If you've been in IT any length of time, you've probably been guilty of this yourself. I know that when I managed Active Directory, the handful of folks (two) that handled group policy knew the procedures, but we never wrote them down. When a new guy came in who needed to be brought up to speed, we realized how difficult it was to do so quickly because there had only ever been the two of us and we worked out the procedures over time. The procedures were solid, they just weren't formally written into a checklist. Thankfully, we attacked that problem immediately, and the procedure was documented.
A situation over the past two weeks involved an installation where a simply registry value addition was missed. Because of the nature of my organization's environment, this registry value is critical. It means the difference between a key process working and not working. However, the process only has an issue in the non-production area. Production isn't affected. As a result, the need for the registry value slipped folks' minds when we build out several new servers for a project. Other folks, who assumed everyone knew about the registry value, put it in on the servers they were directly working with. So we had a group of servers that worked, and another group of servers that didn't. And unless you knew about the registry value, you had no idea of why.

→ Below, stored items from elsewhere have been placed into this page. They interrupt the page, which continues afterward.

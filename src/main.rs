//! Endpoint Comments CLI - regenerate endpoint comments across a workspace.

use std::path::{Path, PathBuf};
use std::process::ExitCode;

use anyhow::{Context, Result};
use clap::{Parser, ValueEnum};
use colored::Colorize;
use tracing_subscriber::EnvFilter;

use endpoint_comments::config::discover_config;
use endpoint_comments::output::{format_document, format_summary, format_summary_json, OutputFormat};
use endpoint_comments::{regenerate, FsHost, RegenerateSummary};

/// Endpoint Comments - annotate Spring route declarations with their URLs
#[derive(Parser, Debug)]
#[command(name = "endpoint-comments")]
#[command(author = "Augentic Team")]
#[command(version)]
#[command(about = "Write `// GET https://...` comments above Spring route annotations", long_about = None)]
struct Args {
    /// Workspace directories or single files
    #[arg(default_value = ".")]
    paths: Vec<PathBuf>,

    /// Base URL of generated comments (overrides endpoint-comments.toml)
    #[arg(long)]
    base_url: Option<String>,

    /// Do not write; exit with an error if any file would change
    #[arg(long, conflicts_with = "list")]
    check: bool,

    /// Print resolved endpoints without touching files
    #[arg(long)]
    list: bool,

    /// Output format
    #[arg(short, long, value_enum, default_value = "pretty")]
    format: OutputFormatArg,

    /// Only print the summary
    #[arg(short, long)]
    quiet: bool,
}

#[derive(Debug, Clone, Copy, ValueEnum)]
enum OutputFormatArg {
    /// Human-readable colored output
    Pretty,
    /// JSON output for tooling integration
    Json,
    /// Compact one-line-per-endpoint
    Compact,
}

impl From<OutputFormatArg> for OutputFormat {
    fn from(arg: OutputFormatArg) -> Self {
        match arg {
            OutputFormatArg::Pretty => OutputFormat::Pretty,
            OutputFormatArg::Json => OutputFormat::Json,
            OutputFormatArg::Compact => OutputFormat::Compact,
        }
    }
}

fn init_tracing() {
    let filter = EnvFilter::try_from_default_env()
        .unwrap_or_else(|_| EnvFilter::new("warn,endpoint_comments=info"));
    tracing_subscriber::fmt()
        .with_env_filter(filter)
        .with_writer(std::io::stderr)
        .init();
}

/// Build the host for one path: config discovered from the path, CLI flags
/// on top. `--check` and `--list` never write.
fn host_for(path: &Path, args: &Args) -> Result<FsHost> {
    let config = discover_config(path)
        .with_context(|| format!("loading configuration for {}", path.display()))?
        .with_base_url(args.base_url.clone());

    let host = FsHost::new(path, config);
    Ok(if args.check || args.list {
        host.dry_run()
    } else {
        host
    })
}

fn run(args: &Args) -> Result<Vec<RegenerateSummary>> {
    args.paths
        .iter()
        .map(|path| {
            let host = host_for(path, args)?;
            regenerate(&host).with_context(|| format!("scanning {}", path.display()))
        })
        .collect()
}

fn main() -> ExitCode {
    init_tracing();
    let args = Args::parse();

    let summaries = match run(&args) {
        Ok(summaries) => summaries,
        Err(err) => {
            eprintln!("{}: {:#}", "Error".red().bold(), err);
            return ExitCode::from(2);
        }
    };

    let output_format: OutputFormat = args.format.into();

    if matches!(output_format, OutputFormat::Json) {
        for summary in &summaries {
            println!("{}", format_summary_json(summary));
        }
    } else {
        for summary in &summaries {
            if !args.quiet {
                for report in &summary.documents {
                    if report.blocks.is_empty() && report.error.is_none() {
                        continue;
                    }
                    print!("{}", format_document(report, output_format));
                }
                println!();
            }
            println!("{}", format_summary(summary));
        }
    }

    let failures: usize = summaries.iter().map(|s| s.failures().count()).sum();
    let pending: usize = summaries.iter().map(|s| s.documents_changed()).sum();

    if failures > 0 {
        ExitCode::from(1)
    } else if args.check && pending > 0 {
        // dry run: `changed` means "would change"
        eprintln!(
            "{} {} document(s) have stale endpoint comments",
            "Check failed:".red().bold(),
            pending
        );
        ExitCode::from(1)
    } else {
        ExitCode::SUCCESS
    }
}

We burned quite a few hours on this, even going down to the point where we were doing packet trace analysis of Kerberos communications and verification of secure channel between server and Active Directory. We were seeing two distinct behaviors between the two sets of servers, one that didn't make sense from an OS perspective. Basically, the servers that didn't work were asking an additional question, the wrong question at that, and that was what was leading to the failure. What we couldn't figure out was why they were asking the question in the first place. When Microsoft was engaged, they were similarly puzzled.
It turned out to be a third party app that was causing the question to be asked. And the registry value stopped the app from asking said question. When the app didn't ask the question, it worked correctly. Strange, but true. However, only after several days of troubleshooting, multiple meetings, a half-dozen senior engineers getting involved, and Microsoft being engaged did one of the folks that knew about the registry value asked if it was put in on the servers that didn't work. Of course it wasn't. I didn't know about said registry value so my first question was, "We knew about this?" Yes, yes, we did. It was an honest mistake, but one that could have been avoided.
If there had been a checklist for the installation of said application, we would never have run into the issue. The registry value would have been entered as part of the checklist procedure and all would be well. Even if it was missed, the first thing folks do is review the checklist. It would have been caught then. And that would have saved us numerous hours and real dollars because the Microsoft support call wasn't related to a security vulnerability.
The point is to never rely on tribal knowledge. If you have to do something more than once, or if there is a chance of having to do something more than once, document how it should be done. As that procedure is modified, modify the documentation accordingly. And always, always follow the documentation that's generated. Don't assume that because you've done it so many times that you know it cold. This is when mistakes are made. Preferably, build a checklist along with the documentation so that the installer can ensure every step is marked off as its done. Also, if possible, have someone other than the installer verify the checklist. This minimizes mistakes even further.